The complete Yunnan travel guide — from the ancient cobblestone lanes of Lijiang and Dali to the Tibetan plateau town of Shangri-La, tropical Xishuangbanna rainforest, and the extraordinary rice terrace landscapes of Yuanyang.

Updated:
| 6 min read | Roam China Travel Editorial Team

Yunnan Province is arguably China’s most extraordinary region for travel — a single province containing tropical rainforest at its southern tip, Himalayan glaciers at its northwest, and everything in between. Sixteen officially recognised ethnic minority groups maintain living cultural traditions. Snow-capped mountains stand backdrop to ancient cobblestone towns. This is the China that travellers dream about.

Table of contents

Open Table of contents

Lijiang (丽江)

Lijiang Old Town (世界遗产)

UNESCO World Heritage since 1997. The Naxi minority town of wooden gabled buildings over a network of clear streams, preserved since the 14th century. The town suffered a 7.0 earthquake in 1996 and was beautifully rebuilt.

Key experiences:

  • Wander the back alleys north of Sifang Square in the early morning before crowds
  • Black Dragon Pool (黑龙潭) — the most photographic view of Snow Mountain reflected behind a Moon Bridge
  • Dongba Culture Museum — documenting the Naxi people’s pictographic script system (Dongba script, still used by Naxi priests) and spiritual traditions

Evening: Traditional Naxi ancient music concert at the Dayan Ancient Music Association — a Tang Dynasty court music tradition preserved only in Lijiang. Nightly performances.

Jade Dragon Snow Mountain (玉龙雪山)

A 5,596m sacred Naxi mountain visible from Lijiang. Cable cars ascend to 4,506m.

Essential stops:

  • Blue Moon Valley (蓝月谷) — three glacier-melt lakes of extraordinary turquoise; the colour is caused by suspended calcium carbonate from the glacier
  • Spruce Meadow (云杉坪) — high-altitude meadow at 3,240m; accessible by gondola; wildflowers June–August
  • Glacial Park — closest access to the glacier at 4,506m

Altitude note: Even moderate activity at 4,500m causes breathlessness. Take it slow; rent oxygen canisters at the top (¥20–¥30 per can).

Tiger Leaping Gorge (虎跳峡)

One of the world’s deepest gorges — the Jinsha River (upper Yangtze) cuts between Jade Dragon Snow Mountain and Haba Snow Mountain. The classic 2-day hiking trail follows the upper gorge at 2,600m elevation with dramatic views of the river 2,000m below.

Upper trail: 22km, 2 days with guesthouse at Halfway Lodge. Moderate fitness required.
Lower road: Day-trip possible by jeep; doesn’t capture the grandeur of the upper trail.


Dali (大理)

Dali Old Town (大理古城)

Bai minority walled city — whitewashed buildings inlaid with Dali marble, stone-paved streets, and the Cangshan Mountains as backdrop. Smaller commercial centre than Lijiang; more genuinely residential. The main gate (南城楼) frames a perfect view up Renmin Lu toward the mountains.
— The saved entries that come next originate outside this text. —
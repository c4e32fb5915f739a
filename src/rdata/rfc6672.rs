//! Record data from [RFC 6672]: DNAME records.
//!
//! [RFC 6672]: https://tools.ietf.org/html/rfc6672

//------------ Dname --------------------------------------------------------

name_type! {
    /// DNAME record data.
    ///
    /// The DNAME record provides redirection for a subtree of the domain
    /// name tree in the DNS.
    ///
    /// The DNAME type is defined in RFC 6672.
    (Dname, DNAME, dname)
}

//============ Testing =======================================================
Bai culture: The Bai people (白族) are known for their distinctive white-and-blue clothing, marble craft, and “Three Cups of Tea” ceremony (三道茶) — bitter first cup, sweet second, and lingering aftertaste third; a metaphor for life’s journey.

Three Pagodas (三塔寺)

Three Tang Dynasty pagodas (9th century) at the base of Cangshan Mountain — the 700-metre reflection of all three in the foreground pond is the most photographed image in Dali. Morning light is perfect. Entry ¥75.

Erhai Lake (洱海)

A 250 km² highland lake (1,972m elevation) — cycling around the lake’s scenic highway (48km partial circuit) takes a full day and passes through a dozen distinctive Bai villages. Rent bikes in Dali Old Town (¥30–¥60/day).
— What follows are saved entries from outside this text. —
//! Record data from [RFC 5155]: NSEC3 records.
//!
//! This RFC defines the NSEC3 resource record for hashed authenticated
//! denial of existence.
//!
//! [RFC 5155]: https://tools.ietf.org/html/rfc5155

use super::dnssec::RtypeBitmap;
use crate::base::iana::Rtype;
use crate::base::rdata::{ComposeRecordData, ParseRecordData, RecordData};
use crate::base::wire::{
    parse_bytes, Compose, ComposeError, Parse, ParseError,
};
use bytes::Bytes;
use core::fmt;
use octseq::builder::OctetsBuilder;
use octseq::parse::Parser;

//------------ Nsec3 ---------------------------------------------------------

#[derive(Clone, Debug, Eq, Hash, PartialEq)]
pub struct Nsec3 {
    hash_algorithm: u8,
    flags: u8,
    iterations: u16,
    salt: Nsec3Salt,
    next_owner: OwnerHash,
    types: RtypeBitmap,
}

impl Nsec3 {
    /// The rtype of this record data type.
    pub(crate) const RTYPE: Rtype = Rtype::NSEC3;

    /// The Opt-Out flag.
    pub const OPT_OUT: u8 = 0x01;

    #[must_use]
    pub fn new(
        hash_algorithm: u8,
        flags: u8,
        iterations: u16,
        salt: Nsec3Salt,
        next_owner: OwnerHash,
        types: RtypeBitmap,
    ) -> Self {
        Nsec3 {
            hash_algorithm,
            flags,
            iterations,
            salt,
            next_owner,
            types,
        }
    }

    pub fn hash_algorithm(&self) -> u8 {
        self.hash_algorithm
    }

    pub fn flags(&self) -> u8 {
        self.flags
    }

    pub fn opt_out(&self) -> bool {
        self.flags & Self::OPT_OUT != 0
    }

    pub fn iterations(&self) -> u16 {
        self.iterations
    }

    pub fn salt(&self) -> &Nsec3Salt {
        &self.salt
    }

    pub fn next_owner(&self) -> &OwnerHash {
        &self.next_owner
    }

    pub fn types(&self) -> &RtypeBitmap {
        &self.types
    }

    pub fn parse(parser: &mut Parser<'_, [u8]>) -> Result<Self, ParseError> {
        let hash_algorithm = u8::parse(parser)?;
        let flags = u8::parse(parser)?;
        let iterations = u16::parse(parser)?;
        let salt = Nsec3Salt::parse(parser)?;
        let next_owner = OwnerHash::parse(parser)?;
        let types = RtypeBitmap::parse(parser)?;
        Ok(Self::new(
            hash_algorithm,
            flags,
            iterations,
            salt,
            next_owner,
            types,
        ))
    }
}

//--- RecordData, ParseRecordData, ComposeRecordData

impl RecordData for Nsec3 {
    fn rtype(&self) -> Rtype {
        Nsec3::RTYPE
    }
}

impl ParseRecordData for Nsec3 {
    fn parse_rdata(
        rtype: Rtype,
        parser: &mut Parser<'_, [u8]>,
    ) -> Result<Option<Self>, ParseError> {
        if rtype == Nsec3::RTYPE {
            Self::parse(parser).map(Some)
        } else {
            Ok(None)
        }
    }
}

impl ComposeRecordData for Nsec3 {
    fn rdlen(&self) -> usize {
        4 + self.salt.compose_len()
            + self.next_owner.compose_len()
            + self.types.compose_len()
    }

    fn compose_rdata<Target: OctetsBuilder + ?Sized>(
        &self,
        target: &mut Target,
    ) -> Result<(), ComposeError> {
        self.hash_algorithm.compose(target)?;
        self.flags.compose(target)?;
        self.iterations.compose(target)?;
        self.salt.compose(target)?;
        self.next_owner.compose(target)?;
        self.types.compose(target)
    }
}

//--- Display

impl fmt::Display for Nsec3 {
    fn fmt(&self, f: &mut fmt::Formatter) -> fmt::Result {
        write!(
            f,
            "{} {} {} {} {}",
            self.hash_algorithm,
            self.flags,
            self.iterations,
            self.salt,
            self.next_owner
        )?;
        if !self.types.is_empty() {
            write!(f, " {}", self.types)?;
        }
        Ok(())
    }
}

//------------ Nsec3Salt -----------------------------------------------------

/// The salt value of an NSEC3 record.
///
/// The salt can never be longer than 255 octets since its length is encoded
/// as a single octet.
///
/// The salt uses Base 16 (i.e., hex digits) as its representation format
/// with no whitespace allowed. An empty salt is displayed as a single dash.
#[derive(Clone, Debug, Default, Eq, Hash, Ord, PartialEq, PartialOrd)]
pub struct Nsec3Salt(Bytes);

impl Nsec3Salt {
    /// The salt’s maximum length.
    pub const MAX_LEN: usize = 255;

    /// Creates an empty salt value.
    #[must_use]
    pub fn empty() -> Self {
        Nsec3Salt(Bytes::new())
    }

    /// Crates a new salt value from the given octets.
    ///
    /// Returns succesfully if `octets` can indeed be used as a
    /// character string, i.e., it is not longer than 255 bytes.
    pub fn from_octets(octets: Bytes) -> Result<Self, Nsec3SaltError> {
        if octets.len() > Nsec3Salt::MAX_LEN {
            Err(Nsec3SaltError(()))
        } else {
            Ok(Nsec3Salt(octets))
        }
    }

    /// Returns a reference to a slice of the salt.
    pub fn as_slice(&self) -> &[u8] {
        self.0.as_ref()
    }

    /// Converts the salt value into the underlying octets.
    pub fn into_octets(self) -> Bytes {
        self.0
    }
}

impl Compose for Nsec3Salt {
    fn compose_len(&self) -> usize {
        self.0.len() + 1
    }

    fn compose<Target: OctetsBuilder + ?Sized>(
        &self,
        target: &mut Target,
    ) -> Result<(), ComposeError> {
        target.append_slice(&[self.0.len() as u8])?;
        target.append_slice(self.0.as_ref())?;
        Ok(())
    }
}

impl Parse for Nsec3Salt {
    fn parse(parser: &mut Parser<'_, [u8]>) -> Result<Self, ParseError> {
        let len = usize::from(parser.parse_u8()?);
        parse_bytes(parser, len).map(Nsec3Salt)
    }
}

impl fmt::Display for Nsec3Salt {
    fn fmt(&self, f: &mut fmt::Formatter) -> fmt::Result {
        if self.0.is_empty() {
            return f.write_str("-");
        }
        for ch in self.0.as_ref() {
            write!(f, "{:02X}", ch)?;
        }
        Ok(())
    }
}

//------------ OwnerHash -----------------------------------------------------

/// The hash over the next owner name.
///
/// This hash is used instead of the actual owner name in NSEC3 records.
///
/// The hash can never be longer than 255 octets since its length is encoded
/// as a single octet.
///
/// For its presentation format, the hash uses an unpadded Base 32 encoding
/// with the extended hex alphabet.
#[derive(Clone, Debug, Default, Eq, Hash, Ord, PartialEq, PartialOrd)]
pub struct OwnerHash(Bytes);

impl OwnerHash {
    /// The hash’s maximum length.
    pub const MAX_LEN: usize = 255;

    /// Creates a new owner hash from the given octets.
    ///
    /// Returns succesfully if `octets` can indeed be used as a
    /// character string, i.e., it is not longer than 255 bytes.
    pub fn from_octets(octets: Bytes) -> Result<Self, OwnerHashError> {
        if octets.len() > OwnerHash::MAX_LEN {
            Err(OwnerHashError(()))
        } else {
            Ok(OwnerHash(octets))
        }
    }

    /// Returns a reference to a slice of the hash.
    pub fn as_slice(&self) -> &[u8] {
        self.0.as_ref()
    }

    /// Converts the hash into the underlying octets.
    pub fn into_octets(self) -> Bytes {
        self.0
    }
}

impl Compose for OwnerHash {
    fn compose_len(&self) -> usize {
        self.0.len() + 1
    }

    fn compose<Target: OctetsBuilder + ?Sized>(
        &self,
        target: &mut Target,
    ) -> Result<(), ComposeError> {
        target.append_slice(&[self.0.len() as u8])?;
        target.append_slice(self.0.as_ref())?;
        Ok(())
    }
}

impl Parse for OwnerHash {
    fn parse(parser: &mut Parser<'_, [u8]>) -> Result<Self, ParseError> {
        let len = usize::from(parser.parse_u8()?);
        parse_bytes(parser, len).map(OwnerHash)
    }
}

impl fmt::Display for OwnerHash {
    fn fmt(&self, f: &mut fmt::Formatter) -> fmt::Result {
        const ALPHABET: &[u8; 32] = b"0123456789ABCDEFGHIJKLMNOPQRSTUV";

        // Feed octets into a bit buffer and write out five bits at a time.
        let mut buf = 0u16;
        let mut bits = 0;
        for &ch in self.0.as_ref() {
            buf = (buf << 8) | u16::from(ch);
            bits += 8;
            while bits >= 5 {
                bits -= 5;
                let idx = usize::from((buf >> bits) & 0x1F);
                write!(f, "{}", ALPHABET[idx] as char)?;
            }
        }
        if bits > 0 {
            let idx = usize::from((buf << (5 - bits)) & 0x1F);
            write!(f, "{}", ALPHABET[idx] as char)?;
        }
        Ok(())
    }
}

//============ Error Types ===================================================

//------------ Nsec3SaltError ------------------------------------------------

/// A byte sequence does not represent a valid NSEC3 salt.
///
/// This can only mean that the sequence is longer than 255 bytes.
#[derive(Clone, Copy, Debug, Eq, PartialEq)]
pub struct Nsec3SaltError(());

impl fmt::Display for Nsec3SaltError {
    fn fmt(&self, f: &mut fmt::Formatter) -> fmt::Result {
        f.write_str("illegal NSEC3 salt")
    }
}

impl std::error::Error for Nsec3SaltError {}

//------------ OwnerHashError ------------------------------------------------

/// A byte sequence does not represent a valid owner hash.
///
/// This can only mean that the sequence is longer than 255 bytes.
#[derive(Clone, Copy, Debug, Eq, PartialEq)]
pub struct OwnerHashError(());

impl fmt::Display for OwnerHashError {
    fn fmt(&self, f: &mut fmt::Formatter) -> fmt::Result {
        f.write_str("illegal owner name hash")
    }
}

impl std::error::Error for OwnerHashError {}

//============ Testing =======================================================

#[cfg(test)]
mod test {
    use super::*;
    use crate::base::rdata::test::test_compose_parse;
    use crate::base::rdata::{decode_rdata, encode_rdata};

    #[test]
    fn nsec3_compose_parse() {
        let rdata = Nsec3::new(
            1,
            Nsec3::OPT_OUT,
            12,
            Nsec3Salt::from_octets(Bytes::from_static(b"\xaa\xbb\xcc\xdd"))
                .unwrap(),
            OwnerHash::from_octets(Bytes::from_static(b"\x01\x02\x03"))
                .unwrap(),
            [Rtype::A, Rtype::RRSIG].into_iter().collect(),
        );
        test_compose_parse(&rdata);
        assert!(rdata.opt_out());
        assert_eq!(rdata.to_string(), "1 1 12 AABBCCDD 04106 A RRSIG");
    }

    #[test]
    fn nsec3_wire() {
        let rdata = Nsec3::new(
            1,
            0,
            0,
            Nsec3Salt::empty(),
            OwnerHash::from_octets(Bytes::from_static(b"\xff")).unwrap(),
            RtypeBitmap::new(),
        );
        let buf = encode_rdata(&rdata).unwrap();
        assert_eq!(buf, b"\x00\x07\x01\x00\x00\x00\x00\x01\xff");
        let (parsed, consumed) =
            decode_rdata::<Nsec3>(Rtype::NSEC3, &buf, 0).unwrap();
        assert_eq!(parsed, rdata);
        assert_eq!(consumed, 9);
        assert_eq!(parsed.salt().to_string(), "-");
    }

    #[test]
    fn length_limits() {
        let long = Bytes::from(vec![0u8; 256]);
        assert!(Nsec3Salt::from_octets(long.clone()).is_err());
        assert!(OwnerHash::from_octets(long).is_err());
        let max = Bytes::from(vec![0u8; 255]);
        assert!(Nsec3Salt::from_octets(max.clone()).is_ok());
        assert!(OwnerHash::from_octets(max).is_ok());
    }

    #[test]
    fn truncated_salt() {
        assert_eq!(
            decode_rdata::<Nsec3>(
                Rtype::NSEC3,
                b"\x00\x06\x01\x00\x00\x00\x04\xaa",
                0
            ),
            Err(ParseError::ShortInput)
        );
    }
}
Best villages around Erhai:

  • Xizhou (喜洲) — the finest traditional Bai architecture; Ben Benali Compound is extraordinary
  • Shuanglang (双廊) — artist colony and lakeside boutique accommodation; spectacular sunset views

Shangri-La (香格里拉)

The Tibetan plateau town in northwest Yunnan at 3,280m elevation — named after James Hilton’s fictional Himalayan paradise partly as a tourism initiative in 2001. The choice proved prescient: the area genuinely matches the mythical description.

Ganden Sumtseling Monastery (噶丹松赞林寺)

The largest Tibetan Buddhist monastery in Yunnan — 700+ monks in residence, Potala Palace-style architecture climbing a hillside above the modern town. The golden roofs and white walls against mountain backdrop at sunrise are extraordinary.
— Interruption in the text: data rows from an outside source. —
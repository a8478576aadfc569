use glam::Vec3;

use crate::scene::{NodePath, SpatialNode};

/// What an animation does to its target per second.
#[derive(Debug, Clone, Copy)]
enum AnimationKind {
	/// Euler-angle delta per second.
	Rotation(Vec3),
	/// Position delta per second.
	Translation(Vec3),
}

/// A bounded-duration mutation of one scene node.
///
/// Each tick applies at most the time remaining until `duration`, so the
/// cumulative effect equals the configured total exactly, no matter how
/// the elapsed time is chunked across calls. Once complete, further ticks
/// are no-ops.
#[derive(Debug, Clone)]
pub struct Animation {
	target: NodePath,
	duration: f32,
	elapsed: f32,
	kind: AnimationKind,
}

impl Animation {
	/// Rotates the target by `total` Euler radians spread linearly over
	/// `duration` seconds.
	pub fn rotation(target: NodePath, duration: f32, total: Vec3) -> Self {
		let rate = total / duration;
		Self::new(target, duration, AnimationKind::Rotation(rate))
	}

	/// Moves the target by `total` spread linearly over `duration` seconds.
	pub fn translation(target: NodePath, duration: f32, total: Vec3) -> Self {
		let rate = total / duration;
		Self::new(target, duration, AnimationKind::Translation(rate))
	}

	fn new(target: NodePath, duration: f32, kind: AnimationKind) -> Self {
		assert!(duration > 0.0, "animation duration must be positive");
		Self {
			target,
			duration,
			elapsed: 0.0,
			kind,
		}
	}

	pub fn finished(&self) -> bool {
		self.elapsed >= self.duration
	}

	fn tick(&mut self, dt: f32, roots: &mut [SpatialNode]) {
		if self.finished() {
			return;
		}
		let step = dt.min(self.duration - self.elapsed);
		let node = self.target.resolve_mut(roots);
		match self.kind {
			AnimationKind::Rotation(rate) => node.rotate(rate * step),
			AnimationKind::Translation(rate) => node.translate(rate * step),
		}
		self.elapsed += step;
	}
}

/// Plays a queue of animations one at a time.
///
/// The queue itself holds pristine animations; the animator advances a
/// copy of one of them at a time and discards it once complete, so
/// [`start`](Animator::start) can replay the whole queue any number of
/// times. An animator with no current animation (never started, or its
/// queue exhausted) ticks as a no-op until the next `start()`.
#[derive(Debug, Default)]
pub struct Animator {
	queue: Vec<Animation>,
	cursor: usize,
	current: Option<Animation>,
	running: bool,
}

impl Animator {
	pub fn new() -> Self {
		Self::default()
	}

	/// Appends an animation. The animator stays dormant until `start()`.
	pub fn add_animation(&mut self, animation: Animation) {
		self.queue.push(animation);
	}

	/// (Re)starts playback from the head of the queue, abandoning any
	/// in-flight animation's partial progress.
	pub fn start(&mut self) {
		self.cursor = 0;
		self.current = self.queue.first().cloned();
		self.running = self.current.is_some();
	}

	pub fn is_running(&self) -> bool {
		self.running
	}

	/// Advances the current animation by `dt`. When it completes, the
	/// next queued animation becomes current; leftover time from `dt` is
	/// discarded, not carried over. Safe no-op while idle.
	pub fn tick(&mut self, dt: f32, roots: &mut [SpatialNode]) {
		let current = match self.current.as_mut() {
			Some(current) => current,
			None => return,
		};
		current.tick(dt, roots);
		if current.finished() {
			self.cursor += 1;
			self.current = self.queue.get(self.cursor).cloned();
			if self.current.is_none() {
				self.running = false;
			}
		}
	}
}

#[cfg(test)]
mod tests {
	use super::*;
	use crate::scene::Scene;
	use approx::assert_relative_eq;
	use glam::vec3;
	use std::f32::consts::TAU;

	fn one_node_scene() -> Scene {
		let mut scene = Scene::new();
		scene.add_root(SpatialNode::new());
		scene
	}

	/// Scene with one node and one started animator spinning it by
	/// `total` over `duration` seconds.
	fn spinning_scene(duration: f32, total: Vec3) -> Scene {
		let mut scene = one_node_scene();
		let mut animator = Animator::new();
		animator.add_animation(Animation::rotation(NodePath::root(0), duration, total));
		animator.start();
		scene.add_animator(animator);
		scene
	}

	#[test]
	fn chunked_ticks_apply_the_exact_total() {
		let mut coarse = spinning_scene(10.0, vec3(0.0, TAU, 0.0));
		coarse.tick(10.0);

		let mut fine = spinning_scene(10.0, vec3(0.0, TAU, 0.0));
		for _ in 0..10 {
			fine.tick(1.0);
		}

		assert_relative_eq!(coarse.root(0).orientation().y, TAU, epsilon = 1e-4);
		assert_relative_eq!(fine.root(0).orientation().y, TAU, epsilon = 1e-4);
	}

	#[test]
	fn a_rotation_split_in_half_lands_exactly() {
		let mut scene = spinning_scene(10.0, vec3(0.0, TAU, 0.0));
		scene.tick(5.0);
		scene.tick(5.0);
		assert_relative_eq!(scene.root(0).orientation().x, 0.0);
		assert_relative_eq!(scene.root(0).orientation().y, TAU, epsilon = 1e-4);
		assert_relative_eq!(scene.root(0).orientation().z, 0.0);
	}

	#[test]
	fn an_oversized_tick_never_overshoots() {
		let mut scene = spinning_scene(10.0, vec3(0.0, TAU, 0.0));
		scene.tick(1e4);
		assert_relative_eq!(scene.root(0).orientation().y, TAU, epsilon = 1e-4);
		assert!(!scene.animator(0).is_running());
	}

	#[test]
	fn ticking_a_complete_animation_changes_nothing() {
		let mut scene = spinning_scene(10.0, vec3(0.0, TAU, 0.0));
		scene.tick(10.0);
		let settled = scene.root(0).orientation();
		scene.tick(3.0);
		scene.tick(0.25);
		assert_eq!(scene.root(0).orientation(), settled);
	}

	#[test]
	fn a_door_slide_completes_and_goes_idle() {
		let mut scene = one_node_scene();
		let mut animator = Animator::new();
		animator.add_animation(Animation::translation(
			NodePath::root(0),
			1.0,
			vec3(0.0, -1.15, 0.0),
		));
		animator.start();
		scene.add_animator(animator);

		scene.tick(0.5);
		scene.tick(0.5);

		let p = scene.root(0).position();
		assert_relative_eq!(p.y, -1.15, epsilon = 1e-6);
		assert!(!scene.animator(0).is_running());
	}

	#[test]
	fn leftover_time_is_not_carried_into_the_next_animation() {
		let mut scene = one_node_scene();
		let mut animator = Animator::new();
		animator.add_animation(Animation::translation(NodePath::root(0), 1.0, vec3(1.0, 0.0, 0.0)));
		animator.add_animation(Animation::translation(NodePath::root(0), 1.0, vec3(0.0, 1.0, 0.0)));
		animator.start();
		scene.add_animator(animator);

		// 0.5 s of this tick is left over once the first animation
		// completes; it must be dropped, not applied to the second.
		scene.tick(1.5);
		assert_relative_eq!(scene.root(0).position().x, 1.0, epsilon = 1e-6);
		assert_relative_eq!(scene.root(0).position().y, 0.0);

		scene.tick(1.0);
		assert_relative_eq!(scene.root(0).position().y, 1.0, epsilon = 1e-6);
		assert!(!scene.animator(0).is_running());
	}

	#[test]
	fn start_rewinds_to_the_head_of_the_queue() {
		let mut scene = one_node_scene();
		let mut animator = Animator::new();
		animator.add_animation(Animation::translation(NodePath::root(0), 1.0, vec3(1.0, 0.0, 0.0)));
		animator.add_animation(Animation::translation(NodePath::root(0), 1.0, vec3(0.0, 1.0, 0.0)));
		animator.start();
		scene.add_animator(animator);

		scene.tick(1.0);
		scene.tick(0.5);
		assert_relative_eq!(scene.root(0).position().x, 1.0, epsilon = 1e-6);
		assert_relative_eq!(scene.root(0).position().y, 0.5, epsilon = 1e-6);

		// Restart mid-way through the second animation: playback resumes
		// from the first, with its full effect intact.
		scene.start_animator(0);
		scene.tick(1.0);
		scene.tick(1.0);
		assert_relative_eq!(scene.root(0).position().x, 2.0, epsilon = 1e-6);
		assert_relative_eq!(scene.root(0).position().y, 1.5, epsilon = 1e-6);
		assert!(!scene.animator(0).is_running());
	}

	#[test]
	fn a_dormant_animator_ticks_as_a_no_op() {
		let mut scene = one_node_scene();
		let mut animator = Animator::new();
		animator.add_animation(Animation::rotation(NodePath::root(0), 1.0, vec3(0.0, TAU, 0.0)));
		// Never started.
		scene.add_animator(animator);

		scene.tick(5.0);
		assert_eq!(scene.root(0).orientation(), Vec3::ZERO);
		assert!(!scene.animator(0).is_running());
	}

	#[test]
	fn an_empty_animator_is_safe() {
		let mut scene = one_node_scene();
		scene.add_animator(Animator::new());
		scene.start_animator(0);
		scene.tick(1.0);
		assert!(!scene.animator(0).is_running());
	}

	#[test]
	#[should_panic(expected = "duration must be positive")]
	fn a_zero_duration_animation_is_rejected() {
		Animation::rotation(NodePath::root(0), 0.0, Vec3::ONE);
	}
}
Morning prayer ceremony (5:30am): Monks gather in the main assembly hall; non-intrusive visitors welcome. The most atmospheric time to visit.

Napa Lake (纳帕海)

A seasonal wetland that transforms summer grassland into a winter lake. Black-necked cranes (国家一级保护动物) winter here October–March — seeing these elegant endangered birds against the mountain backdrop is memorable.

Meili Snow Mountain (梅里雪山) — Deqin

3.5 hours from Shangri-La toward the Tibetan border — the Meili Snow Range (also called Khawa Karpo, 卡瓦格博) is among the most sacred mountains in Tibetan Buddhism. The highest peak (6,740m) has never been climbed. At sunrise, the peaks catch the first light in an “avalanche of gold” effect as the dark mountains blaze orange. The best viewpoint is from the village of Feilai Temple (飞来寺).

Sunrise viewings: Most accommodation in Feilai offers wake-up calls for 6am mountain viewing. Clear weather is necessary (cloud-free mornings: October–December, March–April).


Xishuangbanna (西双版纳)

China’s only tropical rainforest — Xishuangbanna sits at the same latitude as Thailand and Myanmar and shares their ecological and cultural character. The Dai people (傣族) are Buddhist, speak a Tai language, and build temples with the same pagoda style as Thailand.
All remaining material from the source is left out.